Enviado por alejasanchezr • 17 de Marzo de 2014 • Ensayo • 655 Palabras (3 Páginas) • 532 Visitas
The emergence of the management process and organization theory.
This chapter is focus in two individuals whose their contributions to the evolution of management thought were really important. Both lived during the late nineteenth and the early twentieth centuries. One got knowledge through experience and the other one was an academician, but neither was accorded the full measure of his contributions until some decades, after his death. Henri Fayol, a french manager-engineer was the first writer to advance a formal statement of management elements and principles. Max Weber a german economist-sociologist addressed the more fundamental issue of how organizations should be structured. But both wanted to mix theory with practice. Those ideas have influenced for all these years even today, even today, continue to significantly influence managerial thinking.
HENRI FAYOL: ( 1841-1925)
Jules Henri Fayol was born in Constantinople; Henri received his elementary education in La Voulte, later Henri attended a polytechnic school in Valence, where he was graduated. Henri followed his father’s footsteps so he studied to be a mining engineer. He graduated in 1860 and went to work at the Commentry coalfield in central France.
From 1860 until 1866 Fayol worked as an engineer and made notable advances in the technique of fighting underground coal fires. This technique helped that he could achieve a good charge in the company. In 1888 Comambault was in dire financial straits, this same year Fayol was named as a managing director of Comambault and charged with revitalizing its operations. He started to seek the solution at the dire financial straits of the company with the assistance of Joseph Carlioz. Fayol integrated Comambault backward to mine coal and iron ore and forward to smelt the iron into steel and to sell both the mined coal and raw steel. Fayol established research facilities to advance Comambault’s technological capacity. He opened new mills to expand Comambault’s geographical base. hired staff specialists in research, manufacturing, and selling; and, to gain a competitive advantage repositioned Comambault as a supplier of specialty steels.
For Fayol, management involved all the activities associated with producing, distributing, and selling a product. A manager needed to be able to formulate plans, organize plant and equipment, deal with people, and much more. But he never learned that in engineering school.
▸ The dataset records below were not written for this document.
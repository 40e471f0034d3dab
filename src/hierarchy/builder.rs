use log::trace;
use ndarray::Array1;
use typed_index_collections::TiVec;

use super::{distance, Hierarchy, Node, NodeIndex};
use crate::error::{Result, TransportError};

/// Assembles a [`Hierarchy`] from levels produced by an external clustering.
///
/// Levels are added coarsest first. Every node below the root level names its
/// parent in the previous level; child lists, radii and local radii are derived
/// in [`HierarchyBuilder::build`].
#[derive(Debug, Clone)]
pub struct HierarchyBuilder {
    dimension: usize,
    levels: Vec<TiVec<NodeIndex, Node>>,
}

impl HierarchyBuilder {
    pub fn new(dimension: usize) -> Self {
        HierarchyBuilder {
            dimension,
            levels: Vec::new(),
        }
    }

    /// Appends an empty level below the current finest one and returns its scale
    pub fn add_level(&mut self) -> usize {
        self.levels.push(TiVec::new());
        self.levels.len() - 1
    }

    pub fn add_node(
        &mut self,
        scale: usize,
        center: Vec<f64>,
        mass: f64,
        parent: Option<NodeIndex>,
    ) -> Result<NodeIndex> {
        if center.len() != self.dimension {
            return Err(TransportError::DimensionMismatch {
                expected: self.dimension,
                found: center.len(),
            });
        }
        if !(mass >= 0.0) || !mass.is_finite() {
            return Err(TransportError::InvalidMass {
                index: self.levels.get(scale).map(|l| l.len()).unwrap_or(0),
                mass,
            });
        }
        let level = self
            .levels
            .get_mut(scale)
            .ok_or_else(|| TransportError::InvalidHierarchy(format!("no level {}", scale)))?;

        let index = NodeIndex::from(level.len());
        level.push(Node {
            index,
            scale,
            mass,
            center: Array1::from(center),
            radius: 0.0,
            local_radius: 0.0,
            parent,
            children: Vec::new(),
            points: Vec::new(),
        });
        Ok(index)
    }

    /// Overrides the ids of the input points a node stands for. Finest-level nodes
    /// without explicit points stand for the point with their own index.
    pub fn set_points(&mut self, scale: usize, index: NodeIndex, points: Vec<usize>) -> Result<()> {
        let node = self
            .levels
            .get_mut(scale)
            .and_then(|l| l.get_mut(index))
            .ok_or_else(|| TransportError::InvalidHierarchy(format!("no node {:?} at {}", index, scale)))?;
        node.points = points;
        Ok(())
    }

    /// Sets a lower bound for a node's radius, e.g. the spread of the points it aggregates
    pub fn set_radius(&mut self, scale: usize, index: NodeIndex, radius: f64) -> Result<()> {
        let node = self
            .levels
            .get_mut(scale)
            .and_then(|l| l.get_mut(index))
            .ok_or_else(|| TransportError::InvalidHierarchy(format!("no node {:?} at {}", index, scale)))?;
        node.radius = radius;
        Ok(())
    }

    pub fn build(self) -> Result<Hierarchy> {
        link(self.levels, self.dimension)
    }
}

/// Validates parent links, fills in child lists and computes radii bottom-up.
pub(super) fn link(mut levels: Vec<TiVec<NodeIndex, Node>>, dimension: usize) -> Result<Hierarchy> {
    if levels.is_empty() {
        return Err(TransportError::EmptyHierarchy);
    }
    if let Some(scale) = levels.iter().position(|l| l.is_empty()) {
        return Err(TransportError::EmptyLevel { scale });
    }

    for scale in 0..levels.len() {
        for node in levels[scale].iter_mut() {
            node.children.clear();
        }
    }

    for scale in 0..levels.len() {
        let (coarse, fine) = levels.split_at_mut(scale);
        for i in 0..fine[0].len() {
            let node = &fine[0][NodeIndex::from(i)];
            match (scale, node.parent) {
                (0, None) => {}
                (0, Some(_)) => {
                    return Err(TransportError::InvalidHierarchy(format!(
                        "root node {} has a parent",
                        i
                    )))
                }
                (_, None) => {
                    return Err(TransportError::InvalidHierarchy(format!(
                        "node {} at scale {} has no parent",
                        i, scale
                    )))
                }
                (_, Some(parent)) => {
                    let parent = coarse[scale - 1].get_mut(parent).ok_or_else(|| {
                        TransportError::InvalidHierarchy(format!(
                            "node {} at scale {} names missing parent {:?}",
                            i, scale, parent
                        ))
                    })?;
                    parent.children.push(NodeIndex::from(i));
                }
            }
        }
    }

    let finest = levels.len() - 1;
    for scale in 0..finest {
        if let Some(node) = levels[scale].iter().find(|n| n.children.is_empty()) {
            return Err(TransportError::InvalidHierarchy(format!(
                "node {:?} at scale {} has no children but is not at the finest scale",
                node.index, scale
            )));
        }
    }

    for node in levels[finest].iter_mut() {
        if node.points.is_empty() {
            node.points = vec![*node.index];
        }
    }

    for scale in (0..finest).rev() {
        let (coarse, fine) = levels.split_at_mut(scale + 1);
        let fine = &fine[0];
        for node in coarse[scale].iter_mut() {
            let mut radius = node.radius;
            let mut local_radius: f64 = 0.0;
            let mut points = Vec::new();
            for &c in node.children.iter() {
                let child = &fine[c];
                let d = distance(&node.center, &child.center);
                radius = radius.max(d + child.radius);
                local_radius = local_radius.max(d);
                points.extend_from_slice(&child.points);
            }
            node.radius = radius;
            node.local_radius = local_radius;
            if node.points.is_empty() {
                node.points = points;
            }
        }
    }

    trace!(
        "linked hierarchy with {} levels of sizes {:?}",
        levels.len(),
        levels.iter().map(|l| l.len()).collect::<Vec<_>>()
    );

    Ok(Hierarchy { levels, dimension })
}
From his experiences as a general manager, Fayol began to develop his own ideas about managing. Beginning in his early days as a mining engineer at the Commentry coalfields, Fayol had kept notes on events that had affected mine output. Foreshadowing modern thinking on work groups, Fayol organized miners into self-selected teams. This increased group cohesiveness and, in turn, reduced employee turnover. Moreover, work-group output increased as the teams refused to accept inferior members.